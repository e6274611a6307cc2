//! Sync state owned by the engine.
//!
//! Bundles the two process-wide caches (device identity and endpoint
//! registry) over one local store, so they can be injected and faked rather
//! than living in globals.

use crate::error::SyncResult;
use crate::identity::DeviceIdentity;
use crate::registry::{EndpointMap, EndpointRegistry};
use std::sync::Arc;
use stocksync_storage::KeyValueStore;
use stocksync_types::DeviceId;

/// Device identity plus endpoint registry.
pub struct SyncState {
    store: Arc<dyn KeyValueStore>,
    identity: DeviceIdentity,
    registry: Arc<EndpointRegistry>,
}

impl SyncState {
    /// Creates state over `store` without reading anything yet.
    pub fn new(store: Arc<dyn KeyValueStore>) -> Self {
        Self {
            identity: DeviceIdentity::new(Arc::clone(&store)),
            registry: Arc::new(EndpointRegistry::new(Arc::clone(&store))),
            store,
        }
    }

    /// Creates state over `store` and warms both caches.
    pub async fn load(store: Arc<dyn KeyValueStore>) -> SyncResult<Self> {
        let state = Self::new(store);
        state.identity.device_id().await?;
        state.registry.load().await?;
        Ok(state)
    }

    /// Persists the registry cache.
    pub async fn save(&self) -> SyncResult<()> {
        self.registry.save().await
    }

    /// The local store this state lives in.
    pub fn store(&self) -> &Arc<dyn KeyValueStore> {
        &self.store
    }

    /// The endpoint registry.
    pub fn registry(&self) -> &Arc<EndpointRegistry> {
        &self.registry
    }

    /// Returns this installation's device id.
    pub async fn device_id(&self) -> SyncResult<DeviceId> {
        self.identity.device_id().await
    }

    /// Forgets the device id; a new one is generated on next use.
    pub async fn clear_device_id(&self) -> SyncResult<()> {
        self.identity.clear().await
    }

    /// Dumps the endpoint registry.
    pub async fn export_registry(&self) -> SyncResult<EndpointMap> {
        self.registry.export().await
    }

    /// Loads an exported endpoint registry.
    pub async fn import_registry(&self, entries: EndpointMap) -> SyncResult<()> {
        self.registry.import(entries).await
    }

    /// Drops every registry entry, forcing containers to be recreated.
    pub async fn clear_all(&self) -> SyncResult<()> {
        self.registry.clear_all().await
    }
}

◇ ◇ ◇ ◇ ◇ ◇ ◇

With the string "caches" as the key, filter the data above and show the lines that match.

//! Bundles the two process-wide caches (device identity and endpoint
    /// Creates state over `store` and warms both caches.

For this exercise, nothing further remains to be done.